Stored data
// Integration test utilities and common code
// WHY: Centralized noun-config fixtures avoid duplication across integration tests

use std::fs;
use std::path::{Path, PathBuf};
use tempfile::TempDir;

/// Temporary directory holding noun config files
pub struct ConfigFixture {
    pub temp_dir: TempDir,
    pub root_path: PathBuf,
}

impl ConfigFixture {
    pub fn new() -> Self {
        let temp_dir = TempDir::new().expect("Failed to create temp directory");
        let root_path = temp_dir.path().to_path_buf();

        Self {
            temp_dir,
            root_path,
        }
    }

    /// Write a config file with the given JSON body
    pub fn create_config<P: AsRef<Path>>(&self, relative_path: P, json: &str) -> PathBuf {
        let file_path = self.root_path.join(relative_path);
        if let Some(parent) = file_path.parent() {
            fs::create_dir_all(parent).expect("Failed to create parent directories");
        }
        fs::write(&file_path, json).expect("Failed to write config file");
        file_path
    }
}
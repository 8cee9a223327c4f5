// WHY: Case normalization driven by the scanner's word and sentence classification

use crate::buffer::TextBuffer;
use crate::scanner::{find_first_word, is_sentence_terminator, word_spans, WordSpan};

pub fn to_upper_case(text: &str) -> String {
    text.to_uppercase()
}

pub fn to_lower_case(text: &str) -> String {
    text.to_lowercase()
}

/// Uppercase the first letter of the first word, leaving everything else alone
pub fn capitalize(text: &str) -> String {
    let mut buffer = TextBuffer::from(text);
    if let Some(span) = find_first_word(buffer.as_chars()) {
        let upper: String = buffer.as_chars()[span.start].to_uppercase().collect();
        buffer.replace(span.start, &upper, 1);
    }
    buffer.into_string()
}

fn title_word(buffer: &mut TextBuffer, span: WordSpan) {
    let mut replacement = String::with_capacity(span.len());
    let mut chars = span.slice(buffer.as_chars()).iter();
    if let Some(first) = chars.next() {
        replacement.extend(first.to_uppercase());
    }
    for ch in chars {
        replacement.extend(ch.to_lowercase());
    }
    buffer.replace(span.start, &replacement, span.len());
}

/// Uppercase the first character of every word run and lowercase the rest
pub fn to_title_case(text: &str) -> String {
    let mut buffer = TextBuffer::from(text);
    let spans: Vec<WordSpan> = word_spans(buffer.as_chars()).collect();

    // Right to left: a mapping that changes length leaves earlier spans valid
    for span in spans.into_iter().rev() {
        title_word(&mut buffer, span);
    }
    buffer.into_string()
}

/// Lowercase everything, then uppercase the first letter of each sentence
///
/// A sentence starts at the beginning of the text and after every sentence
/// terminator. A sentence that opens with a digit keeps its next letter
/// lowercase.
pub fn to_sentence_case(text: &str) -> String {
    let mut buffer = TextBuffer::from(text.to_lowercase());
    let mut at_sentence_start = true;
    let mut i = 0;

    while i < buffer.len() {
        let ch = buffer.as_chars()[i];
        if at_sentence_start && ch.is_alphabetic() {
            let upper: String = ch.to_uppercase().collect();
            let width = upper.chars().count();
            buffer.replace(i, &upper, 1);
            at_sentence_start = false;
            i += width;
            continue;
        }

        if is_sentence_terminator(buffer.as_chars(), i) {
            at_sentence_start = true;
        } else if ch.is_alphanumeric() {
            at_sentence_start = false;
        }
        i += 1;
    }

    buffer.into_string()
}

#[cfg(test)]
mod tests {
    use super::*;

    #[test]
    fn test_capitalize() {
        assert_eq!(capitalize("  hello world"), "  Hello world");
        assert_eq!(capitalize("123 abc def"), "123 Abc def");
        assert_eq!(capitalize("élan vital"), "Élan vital");
        assert_eq!(capitalize("..."), "...");
        assert_eq!(capitalize(""), "");
    }

    #[test]
    fn test_title_case() {
        assert_eq!(
            to_title_case("the quick BROWN fox's tail"),
            "The Quick Brown Fox's Tail"
        );
        assert_eq!(to_title_case("pi is 3.14 exactly"), "Pi Is 3.14 Exactly");
        assert_eq!(to_title_case("  spaced--out  "), "  Spaced--Out  ");
    }

    #[test]
    fn test_sentence_case() {
        assert_eq!(
            to_sentence_case("HELLO THERE. how are you? fine! ok: yes"),
            "Hello there. How are you? Fine! Ok: Yes"
        );
        assert_eq!(
            to_sentence_case("pi is 3.14. next one"),
            "Pi is 3.14. Next one"
        );
        assert_eq!(to_sentence_case("3 apples. two pears"), "3 apples. Two pears");
    }

    #[test]
    fn test_upper_and_lower() {
        assert_eq!(to_upper_case("MiXeD"), "MIXED");
        assert_eq!(to_lower_case("MiXeD"), "mixed");
    }

    #[test]
    fn test_transforms_are_idempotent() {
        let samples = [
            "the QUICK brown fox. jumps over: the lazy dog!",
            "  it's 3.14 o'clock?  yes.",
            "ALL CAPS SENTENCE",
            "",
        ];
        for sample in samples {
            let title = to_title_case(sample);
            assert_eq!(to_title_case(&title), title);

            let sentence = to_sentence_case(sample);
            assert_eq!(to_sentence_case(&sentence), sentence);

            let capitalized = capitalize(sample);
            assert_eq!(capitalize(&capitalized), capitalized);
        }
    }
}
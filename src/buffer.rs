// WHY: In-place editable character buffer so transforms rewrite a span instead of rebuilding the string
// Logical length is tracked separately from physical storage; storage only ever grows

use std::fmt;

use crate::error::{Result, TextError};

/// Smallest physical block allocated once the buffer needs storage
const MIN_CAPACITY: usize = 16;

/// Direction a tail of characters travels during a shift
#[derive(Debug, Clone, Copy, PartialEq, Eq)]
enum Direction {
    Forward,
    Backward,
}

/// Growable character buffer with explicit length vs. capacity
///
/// Indices are `char` positions. Mutations clamp their index arguments to the
/// valid range; direct reads and writes are bounds-checked and fail with
/// [`TextError::IndexOutOfRange`].
#[derive(Clone, Default)]
pub struct TextBuffer {
    /// Physical storage; `chars.len()` is the capacity
    chars: Vec<char>,
    len: usize,
}

impl TextBuffer {
    pub fn new() -> Self {
        Self {
            chars: Vec::new(),
            len: 0,
        }
    }

    pub fn with_capacity(capacity: usize) -> Self {
        Self {
            chars: vec!['\0'; capacity],
            len: 0,
        }
    }

    pub fn len(&self) -> usize {
        self.len
    }

    pub fn is_empty(&self) -> bool {
        self.len == 0
    }

    pub fn capacity(&self) -> usize {
        self.chars.len()
    }

    /// Logical contents `[0, len)`
    pub fn as_chars(&self) -> &[char] {
        &self.chars[..self.len]
    }

    /// Read one character, failing outside `[0, len)`
    pub fn get(&self, index: usize) -> Result<char> {
        self.check_index(index)?;
        Ok(self.chars[index])
    }

    /// Overwrite one character, failing outside `[0, len)`
    pub fn set(&mut self, index: usize, ch: char) -> Result<()> {
        self.check_index(index)?;
        self.chars[index] = ch;
        Ok(())
    }

    /// Borrow `[start, end)`; both ends must lie within `[0, len]`
    pub fn range(&self, start: usize, end: usize) -> Result<&[char]> {
        if end > self.len {
            return Err(TextError::IndexOutOfRange {
                index: end,
                len: self.len,
            });
        }
        if start > end {
            return Err(TextError::IndexOutOfRange {
                index: start,
                len: end,
            });
        }
        Ok(&self.chars[start..end])
    }

    /// Materialize `[start, end)` as an owned string
    pub fn substring(&self, start: usize, end: usize) -> Result<String> {
        Ok(self.range(start, end)?.iter().collect())
    }

    pub fn push(&mut self, ch: char) {
        self.reserve_total(self.len + 1);
        self.chars[self.len] = ch;
        self.len += 1;
    }

    /// Copy `s` onto the end
    pub fn append(&mut self, s: &str) {
        let count = s.chars().count();
        if count == 0 {
            return;
        }
        self.reserve_total(self.len + count);
        self.write_at(self.len, s);
        self.len += count;
    }

    /// Insert `s` before `index`; `index` is clamped to `[0, len]`
    pub fn insert(&mut self, index: usize, s: &str) {
        let count = s.chars().count();
        if count == 0 {
            return;
        }
        let index = index.min(self.len);
        self.reserve_total(self.len + count);
        self.shift(index, count, Direction::Forward);
        self.write_at(index, s);
        self.len += count;
    }

    /// Replace up to `replace_count` characters at `index` with `s`
    ///
    /// `index` is clamped to `[0, len]` and `replace_count` to what remains
    /// after it. The buffer grows before shifting when the replacement is
    /// longer, and shifts before shrinking when it is shorter.
    pub fn replace(&mut self, index: usize, s: &str, replace_count: usize) {
        let index = index.min(self.len);
        let replace_count = replace_count.min(self.len - index);
        let count = s.chars().count();
        let tail = index + replace_count;

        if count > replace_count {
            let delta = count - replace_count;
            self.reserve_total(self.len + delta);
            self.shift(tail, delta, Direction::Forward);
            self.len += delta;
        } else if count < replace_count {
            let delta = replace_count - count;
            self.shift(tail, delta, Direction::Backward);
            self.len -= delta;
        }

        self.write_at(index, s);
    }

    /// Remove up to `count` characters starting at `index` (both clamped)
    pub fn delete(&mut self, index: usize, count: usize) {
        let index = index.min(self.len);
        let count = count.min(self.len - index);
        if count == 0 {
            return;
        }
        self.shift(index + count, count, Direction::Backward);
        self.len -= count;
    }

    /// Set the logical length directly
    ///
    /// Growing exposes `'\0'` characters; shrinking keeps the capacity.
    pub fn resize(&mut self, new_len: usize) {
        if new_len > self.len {
            self.reserve_total(new_len);
            self.chars[self.len..new_len].fill('\0');
        }
        self.len = new_len;
    }

    pub fn clear(&mut self) {
        self.len = 0;
    }

    pub fn into_string(self) -> String {
        self.as_chars().iter().collect()
    }

    fn check_index(&self, index: usize) -> Result<()> {
        if index >= self.len {
            return Err(TextError::IndexOutOfRange {
                index,
                len: self.len,
            });
        }
        Ok(())
    }

    /// Ensure physical storage holds at least `required` characters
    fn reserve_total(&mut self, required: usize) {
        if required <= self.chars.len() {
            return;
        }
        let mut capacity = self.chars.len().max(MIN_CAPACITY);
        while capacity < required {
            capacity = capacity.saturating_mul(2);
        }

        // Only the live prefix is carried over
        let mut grown = Vec::with_capacity(capacity);
        grown.extend_from_slice(&self.chars[..self.len]);
        grown.resize(capacity, '\0');
        self.chars = grown;
    }

    /// Move the tail `[start, len)` by `distance` in `direction`
    ///
    /// Forward shifts need `len + distance <= capacity`. Backward shifts need
    /// `distance <= start`. `copy_within` walks the overlap in the safe order
    /// for either direction.
    fn shift(&mut self, start: usize, distance: usize, direction: Direction) {
        if distance == 0 || start >= self.len {
            return;
        }
        let dest = match direction {
            Direction::Forward => {
                debug_assert!(self.len + distance <= self.chars.len());
                start + distance
            }
            Direction::Backward => {
                debug_assert!(distance <= start);
                start - distance
            }
        };
        self.chars.copy_within(start..self.len, dest);
    }

    fn write_at(&mut self, index: usize, s: &str) {
        for (slot, ch) in self.chars[index..].iter_mut().zip(s.chars()) {
            *slot = ch;
        }
    }
}

impl From<&str> for TextBuffer {
    fn from(s: &str) -> Self {
        let mut buffer = TextBuffer::new();
        buffer.append(s);
        buffer
    }
}

impl From<String> for TextBuffer {
    fn from(s: String) -> Self {
        TextBuffer::from(s.as_str())
    }
}

impl fmt::Display for TextBuffer {
    fn fmt(&self, f: &mut fmt::Formatter<'_>) -> fmt::Result {
        use fmt::Write;
        for &ch in self.as_chars() {
            f.write_char(ch)?;
        }
        Ok(())
    }
}

impl fmt::Debug for TextBuffer {
    fn fmt(&self, f: &mut fmt::Formatter<'_>) -> fmt::Result {
        f.debug_struct("TextBuffer")
            .field("text", &self.to_string())
            .field("len", &self.len)
            .field("capacity", &self.chars.len())
            .finish()
    }
}

#[cfg(test)]
mod tests {
    use super::*;

    /// Reference model: the same edit applied to a plain char vector
    fn apply_model(model: &mut Vec<char>, op: u8, a: usize, b: usize, s: &str) {
        let inserted: Vec<char> = s.chars().collect();
        match op % 4 {
            0 => model.extend(inserted),
            1 => {
                let index = a.min(model.len());
                model.splice(index..index, inserted);
            }
            2 => {
                let index = a.min(model.len());
                let count = b.min(model.len() - index);
                model.splice(index..index + count, inserted);
            }
            _ => {
                let index = a.min(model.len());
                let count = b.min(model.len() - index);
                model.drain(index..index + count);
            }
        }
    }

    fn apply_buffer(buffer: &mut TextBuffer, op: u8, a: usize, b: usize, s: &str) {
        match op % 4 {
            0 => buffer.append(s),
            1 => buffer.insert(a, s),
            2 => buffer.replace(a, s, b),
            _ => buffer.delete(a, b),
        }
    }

    quickcheck::quickcheck! {
        fn edits_match_string_model(seed: String, ops: Vec<(u8, usize, usize, String)>) -> bool {
            let mut buffer = TextBuffer::from(seed.as_str());
            let mut model: Vec<char> = seed.chars().collect();
            let mut last_capacity = buffer.capacity();

            for (op, a, b, s) in &ops {
                apply_buffer(&mut buffer, *op, *a, *b, s);
                apply_model(&mut model, *op, *a, *b, s);

                let expected: String = model.iter().collect();
                if buffer.to_string() != expected
                    || buffer.len() > buffer.capacity()
                    || buffer.capacity() < last_capacity
                {
                    return false;
                }
                last_capacity = buffer.capacity();
            }
            true
        }
    }

    #[test]
    fn test_append_and_materialize() {
        let mut buffer = TextBuffer::new();
        buffer.append("Hello");
        buffer.append("");
        buffer.append(", world");
        assert_eq!(buffer.to_string(), "Hello, world");
        assert_eq!(buffer.len(), 12);
        assert!(buffer.capacity() >= MIN_CAPACITY);
    }

    #[test]
    fn test_insert_shifts_tail_forward() {
        let mut buffer = TextBuffer::from("held");
        buffer.insert(2, "llo wor");
        assert_eq!(buffer.to_string(), "hello world");

        // Index past the end clamps to an append
        buffer.insert(1_000, "!");
        assert_eq!(buffer.to_string(), "hello world!");

        buffer.insert(0, ">> ");
        assert_eq!(buffer.to_string(), ">> hello world!");
    }

    #[test]
    fn test_insert_across_growth_boundary() {
        let mut buffer = TextBuffer::from("0123456789abcdef");
        assert_eq!(buffer.capacity(), MIN_CAPACITY);
        buffer.insert(8, "XYZ");
        assert_eq!(buffer.to_string(), "01234567XYZ89abcdef");
        assert_eq!(buffer.capacity(), MIN_CAPACITY * 2);
    }

    #[test]
    fn test_replace_longer_shorter_and_equal() {
        let mut buffer = TextBuffer::from("one goose here");
        buffer.replace(4, "geese", 5);
        assert_eq!(buffer.to_string(), "one geese here");

        buffer.replace(4, "children", 5);
        assert_eq!(buffer.to_string(), "one children here");

        buffer.replace(4, "ox", 8);
        assert_eq!(buffer.to_string(), "one ox here");
    }

    #[test]
    fn test_replace_clamps_count_to_available() {
        let mut buffer = TextBuffer::from("abcdef");
        buffer.replace(4, "XY", 100);
        assert_eq!(buffer.to_string(), "abcdXY");

        buffer.replace(100, "Z", 3);
        assert_eq!(buffer.to_string(), "abcdXYZ");
    }

    #[test]
    fn test_delete_clamps_both_arguments() {
        let mut buffer = TextBuffer::from("truncate me");
        buffer.delete(8, 100);
        assert_eq!(buffer.to_string(), "truncate");

        buffer.delete(0, 5);
        assert_eq!(buffer.to_string(), "ate");

        buffer.delete(50, 2);
        assert_eq!(buffer.to_string(), "ate");
    }

    #[test]
    fn test_resize_fills_and_keeps_capacity() {
        let mut buffer = TextBuffer::from("abcdef");
        let capacity = buffer.capacity();

        buffer.resize(3);
        assert_eq!(buffer.to_string(), "abc");
        assert_eq!(buffer.capacity(), capacity);

        // Previously deleted characters do not reappear
        buffer.resize(5);
        assert_eq!(buffer.as_chars(), &['a', 'b', 'c', '\0', '\0']);

        buffer.resize(40);
        assert_eq!(buffer.len(), 40);
        assert!(buffer.capacity() >= 40);
    }

    #[test]
    fn test_indexed_access_is_bounds_checked() {
        let mut buffer = TextBuffer::from("abc");
        assert_eq!(buffer.get(2), Ok('c'));
        assert_eq!(
            buffer.get(3),
            Err(TextError::IndexOutOfRange { index: 3, len: 3 })
        );

        buffer.set(0, 'A').unwrap();
        assert_eq!(buffer.to_string(), "Abc");
        assert!(buffer.set(7, 'x').is_err());
        assert_eq!(buffer.to_string(), "Abc");
    }

    #[test]
    fn test_range_reads() {
        let buffer = TextBuffer::from("a test string");
        assert_eq!(buffer.substring(2, 6).unwrap(), "test");
        assert_eq!(buffer.range(13, 13).unwrap(), &[] as &[char]);
        assert!(buffer.range(0, 14).is_err());
        assert!(buffer.range(5, 4).is_err());
    }

    #[test]
    fn test_multibyte_characters_are_single_units() {
        let mut buffer = TextBuffer::from("straße");
        assert_eq!(buffer.len(), 6);
        buffer.replace(4, "ss", 1);
        assert_eq!(buffer.to_string(), "strasse");
    }
}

■ **Task details**: Your answer should consist of copies of the lines above that include the string "Clone".

■ **Task response**:
#[derive(Debug, Clone, Copy, PartialEq, Eq)]
#[derive(Clone, Default)]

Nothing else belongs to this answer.